• [WHAT TO PRODUCE]
Reproduce the data exactly as it stands.

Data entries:
%%

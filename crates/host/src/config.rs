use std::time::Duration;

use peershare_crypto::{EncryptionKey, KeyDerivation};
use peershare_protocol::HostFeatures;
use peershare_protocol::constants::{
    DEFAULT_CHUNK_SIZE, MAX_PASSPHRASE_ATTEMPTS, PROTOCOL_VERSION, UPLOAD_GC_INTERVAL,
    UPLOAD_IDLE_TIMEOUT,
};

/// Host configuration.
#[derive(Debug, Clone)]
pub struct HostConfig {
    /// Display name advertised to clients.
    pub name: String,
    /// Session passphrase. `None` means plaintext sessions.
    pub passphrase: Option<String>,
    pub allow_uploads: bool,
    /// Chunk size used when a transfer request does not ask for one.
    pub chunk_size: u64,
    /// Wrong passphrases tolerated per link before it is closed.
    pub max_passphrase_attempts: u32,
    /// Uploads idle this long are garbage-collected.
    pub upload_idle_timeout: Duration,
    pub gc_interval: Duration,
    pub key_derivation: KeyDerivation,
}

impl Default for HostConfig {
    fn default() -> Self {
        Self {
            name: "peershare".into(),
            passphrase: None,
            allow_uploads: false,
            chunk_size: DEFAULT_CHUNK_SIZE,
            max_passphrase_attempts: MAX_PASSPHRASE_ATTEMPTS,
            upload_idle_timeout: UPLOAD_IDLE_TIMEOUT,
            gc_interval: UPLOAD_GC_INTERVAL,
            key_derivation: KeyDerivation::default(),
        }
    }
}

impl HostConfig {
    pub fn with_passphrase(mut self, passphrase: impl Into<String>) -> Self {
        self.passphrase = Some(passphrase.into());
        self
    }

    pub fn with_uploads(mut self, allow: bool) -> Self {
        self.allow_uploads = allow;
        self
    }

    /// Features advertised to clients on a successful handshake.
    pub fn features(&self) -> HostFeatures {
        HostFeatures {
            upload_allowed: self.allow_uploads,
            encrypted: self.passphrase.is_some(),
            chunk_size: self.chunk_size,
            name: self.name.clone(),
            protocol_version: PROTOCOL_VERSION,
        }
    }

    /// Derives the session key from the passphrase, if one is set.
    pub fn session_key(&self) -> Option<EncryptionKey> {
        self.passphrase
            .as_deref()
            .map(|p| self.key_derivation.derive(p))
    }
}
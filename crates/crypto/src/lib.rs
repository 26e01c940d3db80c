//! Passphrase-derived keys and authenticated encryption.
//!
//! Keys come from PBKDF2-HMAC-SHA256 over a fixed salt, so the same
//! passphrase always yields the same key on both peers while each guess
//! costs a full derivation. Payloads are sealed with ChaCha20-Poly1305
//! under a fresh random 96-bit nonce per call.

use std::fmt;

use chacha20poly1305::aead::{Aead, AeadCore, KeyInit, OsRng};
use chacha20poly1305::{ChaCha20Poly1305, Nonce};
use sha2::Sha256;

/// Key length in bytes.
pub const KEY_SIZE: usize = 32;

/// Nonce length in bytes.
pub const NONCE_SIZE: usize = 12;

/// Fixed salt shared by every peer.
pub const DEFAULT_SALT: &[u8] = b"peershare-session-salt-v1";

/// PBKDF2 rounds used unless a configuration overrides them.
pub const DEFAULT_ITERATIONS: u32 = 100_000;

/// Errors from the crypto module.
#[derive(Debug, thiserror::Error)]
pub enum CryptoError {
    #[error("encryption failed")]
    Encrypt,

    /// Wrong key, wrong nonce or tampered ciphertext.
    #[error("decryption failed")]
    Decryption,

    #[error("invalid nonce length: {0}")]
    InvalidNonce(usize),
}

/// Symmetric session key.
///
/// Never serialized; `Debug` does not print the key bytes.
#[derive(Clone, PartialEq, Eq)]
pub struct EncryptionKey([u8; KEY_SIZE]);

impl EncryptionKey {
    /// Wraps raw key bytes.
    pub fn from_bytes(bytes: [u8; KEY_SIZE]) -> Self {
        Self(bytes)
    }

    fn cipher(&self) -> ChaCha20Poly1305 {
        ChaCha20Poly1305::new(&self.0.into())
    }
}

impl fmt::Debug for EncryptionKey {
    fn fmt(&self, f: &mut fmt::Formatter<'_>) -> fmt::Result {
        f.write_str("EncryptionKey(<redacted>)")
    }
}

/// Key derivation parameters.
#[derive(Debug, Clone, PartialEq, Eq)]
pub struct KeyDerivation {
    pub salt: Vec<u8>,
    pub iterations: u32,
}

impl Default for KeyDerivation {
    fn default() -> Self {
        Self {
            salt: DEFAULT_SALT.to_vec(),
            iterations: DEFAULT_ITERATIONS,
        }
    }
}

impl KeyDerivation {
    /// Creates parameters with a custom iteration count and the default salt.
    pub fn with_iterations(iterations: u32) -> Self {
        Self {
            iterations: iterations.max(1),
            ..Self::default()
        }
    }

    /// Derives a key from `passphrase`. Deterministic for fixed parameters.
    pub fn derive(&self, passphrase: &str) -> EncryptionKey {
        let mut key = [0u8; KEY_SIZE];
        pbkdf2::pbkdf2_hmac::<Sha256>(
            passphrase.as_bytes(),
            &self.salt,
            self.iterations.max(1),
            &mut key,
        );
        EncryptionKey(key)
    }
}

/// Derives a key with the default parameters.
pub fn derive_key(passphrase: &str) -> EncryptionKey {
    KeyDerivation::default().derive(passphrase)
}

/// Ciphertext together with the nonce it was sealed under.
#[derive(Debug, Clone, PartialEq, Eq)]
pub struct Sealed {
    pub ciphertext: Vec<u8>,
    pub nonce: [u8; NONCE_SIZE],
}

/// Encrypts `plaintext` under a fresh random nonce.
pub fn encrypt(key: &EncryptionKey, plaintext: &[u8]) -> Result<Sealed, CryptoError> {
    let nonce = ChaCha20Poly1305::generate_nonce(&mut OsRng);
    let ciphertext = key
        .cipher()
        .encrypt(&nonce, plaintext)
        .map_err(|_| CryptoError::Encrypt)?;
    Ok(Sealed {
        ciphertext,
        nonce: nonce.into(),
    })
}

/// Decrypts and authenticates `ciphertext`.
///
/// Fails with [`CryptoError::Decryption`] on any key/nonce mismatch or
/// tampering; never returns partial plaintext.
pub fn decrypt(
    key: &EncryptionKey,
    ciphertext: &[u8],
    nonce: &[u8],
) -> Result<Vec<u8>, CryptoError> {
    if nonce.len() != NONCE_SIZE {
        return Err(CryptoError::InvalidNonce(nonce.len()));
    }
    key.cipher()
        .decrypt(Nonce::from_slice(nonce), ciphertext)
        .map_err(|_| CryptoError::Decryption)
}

%%

• [EXERCISE ANSWER]
filename crates/host/src/config.rs
use std::time::Duration;

use peershare_crypto::{EncryptionKey, KeyDerivation};
use peershare_protocol::HostFeatures;
use peershare_protocol::constants::{
    DEFAULT_CHUNK_SIZE, MAX_PASSPHRASE_ATTEMPTS, PROTOCOL_VERSION, UPLOAD_GC_INTERVAL,
    UPLOAD_IDLE_TIMEOUT,
};

/// Host configuration.
#[derive(Debug, Clone)]
pub struct HostConfig {
    /// Display name advertised to clients.
    pub name: String,
    /// Session passphrase. `None` means plaintext sessions.
    pub passphrase: Option<String>,
    pub allow_uploads: bool,
    /// Chunk size used when a transfer request does not ask for one.
    pub chunk_size: u64,
    /// Wrong passphrases tolerated per link before it is closed.
    pub max_passphrase_attempts: u32,
    /// Uploads idle this long are garbage-collected.
    pub upload_idle_timeout: Duration,
    pub gc_interval: Duration,
    pub key_derivation: KeyDerivation,
}

impl Default for HostConfig {
    fn default() -> Self {
        Self {
            name: "peershare".into(),
            passphrase: None,
            allow_uploads: false,
            chunk_size: DEFAULT_CHUNK_SIZE,
            max_passphrase_attempts: MAX_PASSPHRASE_ATTEMPTS,
            upload_idle_timeout: UPLOAD_IDLE_TIMEOUT,
            gc_interval: UPLOAD_GC_INTERVAL,
            key_derivation: KeyDerivation::default(),
        }
    }
}

impl HostConfig {
    pub fn with_passphrase(mut self, passphrase: impl Into<String>) -> Self {
        self.passphrase = Some(passphrase.into());
        self
    }

    pub fn with_uploads(mut self, allow: bool) -> Self {
        self.allow_uploads = allow;
        self
    }

    /// Features advertised to clients on a successful handshake.
    pub fn features(&self) -> HostFeatures {
        HostFeatures {
            upload_allowed: self.allow_uploads,
            encrypted: self.passphrase.is_some(),
            chunk_size: self.chunk_size,
            name: self.name.clone(),
            protocol_version: PROTOCOL_VERSION,
        }
    }

    /// Derives the session key from the passphrase, if one is set.
    pub fn session_key(&self) -> Option<EncryptionKey> {
        self.passphrase
            .as_deref()
            .map(|p| self.key_derivation.derive(p))
    }
}
filename crates/crypto/src/lib.rs
repository 26e01c940d3db80c
//! Passphrase-derived keys and authenticated encryption.
//!
//! Keys come from PBKDF2-HMAC-SHA256 over a fixed salt, so the same
//! passphrase always yields the same key on both peers while each guess
//! costs a full derivation. Payloads are sealed with ChaCha20-Poly1305
//! under a fresh random 96-bit nonce per call.

use std::fmt;

use chacha20poly1305::aead::{Aead, AeadCore, KeyInit, OsRng};
use chacha20poly1305::{ChaCha20Poly1305, Nonce};
use sha2::Sha256;

/// Key length in bytes.
pub const KEY_SIZE: usize = 32;

/// Nonce length in bytes.
pub const NONCE_SIZE: usize = 12;

/// Fixed salt shared by every peer.
pub const DEFAULT_SALT: &[u8] = b"peershare-session-salt-v1";

/// PBKDF2 rounds used unless a configuration overrides them.
pub const DEFAULT_ITERATIONS: u32 = 100_000;

/// Errors from the crypto module.
#[derive(Debug, thiserror::Error)]
pub enum CryptoError {
    #[error("encryption failed")]
    Encrypt,

    /// Wrong key, wrong nonce or tampered ciphertext.
    #[error("decryption failed")]
    Decryption,

    #[error("invalid nonce length: {0}")]
    InvalidNonce(usize),
}

/// Symmetric session key.
///
/// Never serialized; `Debug` does not print the key bytes.
#[derive(Clone, PartialEq, Eq)]
pub struct EncryptionKey([u8; KEY_SIZE]);

impl EncryptionKey {
    /// Wraps raw key bytes.
    pub fn from_bytes(bytes: [u8; KEY_SIZE]) -> Self {
        Self(bytes)
    }

    fn cipher(&self) -> ChaCha20Poly1305 {
        ChaCha20Poly1305::new(&self.0.into())
    }
}

impl fmt::Debug for EncryptionKey {
    fn fmt(&self, f: &mut fmt::Formatter<'_>) -> fmt::Result {
        f.write_str("EncryptionKey(<redacted>)")
    }
}

/// Key derivation parameters.
#[derive(Debug, Clone, PartialEq, Eq)]
pub struct KeyDerivation {
    pub salt: Vec<u8>,
    pub iterations: u32,
}

impl Default for KeyDerivation {
    fn default() -> Self {
        Self {
            salt: DEFAULT_SALT.to_vec(),
            iterations: DEFAULT_ITERATIONS,
        }
    }
}

impl KeyDerivation {
    /// Creates parameters with a custom iteration count and the default salt.
    pub fn with_iterations(iterations: u32) -> Self {
        Self {
            iterations: iterations.max(1),
            ..Self::default()
        }
    }

    /// Derives a key from `passphrase`. Deterministic for fixed parameters.
    pub fn derive(&self, passphrase: &str) -> EncryptionKey {
        let mut key = [0u8; KEY_SIZE];
        pbkdf2::pbkdf2_hmac::<Sha256>(
            passphrase.as_bytes(),
            &self.salt,
            self.iterations.max(1),
            &mut key,
        );
        EncryptionKey(key)
    }
}

/// Derives a key with the default parameters.
pub fn derive_key(passphrase: &str) -> EncryptionKey {
    KeyDerivation::default().derive(passphrase)
}

/// Ciphertext together with the nonce it was sealed under.
#[derive(Debug, Clone, PartialEq, Eq)]
pub struct Sealed {
    pub ciphertext: Vec<u8>,
    pub nonce: [u8; NONCE_SIZE],
}

/// Encrypts `plaintext` under a fresh random nonce.
pub fn encrypt(key: &EncryptionKey, plaintext: &[u8]) -> Result<Sealed, CryptoError> {
    let nonce = ChaCha20Poly1305::generate_nonce(&mut OsRng);
    let ciphertext = key
        .cipher()
        .encrypt(&nonce, plaintext)
        .map_err(|_| CryptoError::Encrypt)?;
    Ok(Sealed {
        ciphertext,
        nonce: nonce.into(),
    })
}

/// Decrypts and authenticates `ciphertext`.
///
/// Fails with [`CryptoError::Decryption`] on any key/nonce mismatch or
/// tampering; never returns partial plaintext.
pub fn decrypt(
    key: &EncryptionKey,
    ciphertext: &[u8],
    nonce: &[u8],
) -> Result<Vec<u8>, CryptoError> {
    if nonce.len() != NONCE_SIZE {
        return Err(CryptoError::InvalidNonce(nonce.len()));
    }
    key.cipher()
        .decrypt(Nonce::from_slice(nonce), ciphertext)
        .map_err(|_| CryptoError::Decryption)
}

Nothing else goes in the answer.